Can this country have a better potential leader than Constance Reed of Lydiard Millicent?

While the coalition talks vaguely of the Big Society and Big Brother sends out Census 2011 forms, the 87-year-old editor of The Lydiards Magazine has shown a nifty combination of delegation and common sense, and is asking people to help her out and complete their obituaries themselves (er, before they’re dead, obviously).

And why not? Who really cares whether half the population are card-carrying Christians (that’ll be Christmas cards, presumably) or lapsed Jedis or had an ill-advised fling on the night of 27th March and woke up with a hangover and complete stranger (yes, you have to declare one of those headaches on the Census form, and it’s not the one that can be cured with a couple of paracetamol).

Nobody in Whitehall will seriously use the Census data to plan out the NHS or schools or roads and stuff. By the time they’ve got all the forms in and crunched the information, the coalition’s plans for improvements will have moved on.

By then, we’ll all be responsible for taking our own rubbish or dead grannies to the tip, and will never have to spend a Saturday evening in A&E again because hospital trusts will all be run by doctors, and the doors will remain shut because the reception staff couldn’t read the handwriting on the list of opening times.

No, the Census 2011 will only be of any use when your and my great grandchildren are trying to find out whether they are descended from captains of industry or useful keyboard players.

The Census won’t tell them that, but will be bland and faceless enough to save them from the disappointment of realising they are the spawn of mediocrity.

However, by meeting Constance’s request we can change all that.
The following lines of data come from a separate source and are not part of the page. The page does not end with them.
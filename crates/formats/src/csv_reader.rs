//! CSV reader with encoding fallback
//!
//! Decodes the raw bytes with the first acceptable encoding, then parses the
//! text into a [`Table`]. Header names are made unique and blank headers get
//! positional `Unnamed: N` names.

use crate::encoding::{decode_with_fallback, TextEncoding};
use crate::{Error, Result, Table};
use csv::ReaderBuilder;
use std::collections::HashMap;
use tracing::debug;

/// Configuration for the CSV reader
#[derive(Debug, Clone)]
pub struct CsvConfig {
    /// Field delimiter
    pub delimiter: u8,
    /// Encodings to try, in priority order
    pub encodings: Vec<TextEncoding>,
}

impl Default for CsvConfig {
    fn default() -> Self {
        Self {
            delimiter: b',',
            encodings: TextEncoding::default_priority(),
        }
    }
}

impl CsvConfig {
    pub fn with_delimiter(mut self, delimiter: u8) -> Self {
        self.delimiter = delimiter;
        self
    }

    pub fn with_encodings(mut self, encodings: Vec<TextEncoding>) -> Self {
        self.encodings = encodings;
        self
    }
}

/// Parse CSV bytes into a table, returning the encoding that succeeded.
pub fn read_table(bytes: &[u8], config: &CsvConfig) -> Result<(Table, TextEncoding)> {
    let (text, encoding) = decode_with_fallback(bytes, &config.encodings).ok_or_else(|| {
        let tried: Vec<&str> = config.encodings.iter().map(|e| e.label()).collect();
        Error::Encoding(tried.join(", "))
    })?;
    debug!("Decoded {} bytes as {}", bytes.len(), encoding);

    let table = parse_text(&text, config.delimiter)?;
    Ok((table, encoding))
}

/// Parse already-decoded CSV text.
pub fn parse_text(text: &str, delimiter: u8) -> Result<Table> {
    if text.trim().is_empty() {
        return Err(Error::InvalidFile("no columns to parse".to_string()));
    }

    let mut rdr = ReaderBuilder::new()
        .has_headers(true)
        .flexible(true)
        .delimiter(delimiter)
        .from_reader(text.as_bytes());

    let headers = unique_headers(rdr.headers()?.iter());
    let width = headers.len();

    let mut rows = Vec::new();
    for result in rdr.records() {
        let record = result?;
        // Blank lines are skipped rather than read as null rows.
        if record.len() == 1 && record.get(0).map_or(true, str::is_empty) && width > 1 {
            continue;
        }
        if record.len() > width {
            let line = record.position().map(|p| p.line()).unwrap_or(0);
            return Err(Error::MalformedRow {
                line,
                expected: width,
                found: record.len(),
            });
        }
        rows.push(record.iter().map(str::to_string).collect());
    }

    Ok(Table::from_raw(headers, rows))
}

/// Rename blank and repeated header names: `Unnamed: 3`, `price.1`, ...
fn unique_headers<'a>(raw: impl Iterator<Item = &'a str>) -> Vec<String> {
    let mut seen: HashMap<String, usize> = HashMap::new();
    let mut headers = Vec::new();

    for (idx, name) in raw.enumerate() {
        let base = if name.is_empty() {
            format!("Unnamed: {}", idx)
        } else {
            name.to_string()
        };

        let mut candidate = base.clone();
        while let Some(count) = seen.get_mut(&candidate) {
            *count += 1;
            candidate = format!("{}.{}", base, count);
        }
        seen.insert(candidate.clone(), 0);
        headers.push(candidate);
    }

    headers
}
So, unless your name is Richard Branson or Professor Brian Cox (what do you mean, scientist?), now’s your chance to spring forward in time and scupper the innocent hobby of the future fruit of your loins.

Mine will begin something like this.

Sue was inadvertently born into the wrong social class, so despite her deep-seated interest in nature – particularly the study of shoreline palm trees in tropical areas – and a passion for haute cuisine, she found herself growing up near Barry Island, and spent childhood Sunday afternoons on the promenade with her parents, eating sausage and chips out of a newspaper and calling out to passers-by “I don’t know who these people are but they are not my real parents…”

Later, she moved to The Netherlands and discovered a language that involves even more spitting and coughing up phlegm than does Welsh. She also discovered that if you are working for the admin department of Holiday on Ice Europe, if the staff who are all retired performers suggest an hour’s skating on the canal after work, the word you are looking for is “no”.

So she also discovered physiotherapy.

She tried one or two career options, including civil servant, local government accounts clerk, social work assistant, estate agent, dental nurse, marketing copywriter and Mills and Boon author, before failing to get shortlisted for a Christmas job at Toys R Us. At her lowest ebb, she went into journalism instead, and managed to carve out a tiny niche in a dark corner where nobody spotted she was actually rubbish.

She had a family, who are very nice, and spent the rest of her life making lists of stuff she still had to do (much of which hung around clearing the loft). You couldn’t call her a completer-finisher, though. In fact, she never even got round to finishing this off in…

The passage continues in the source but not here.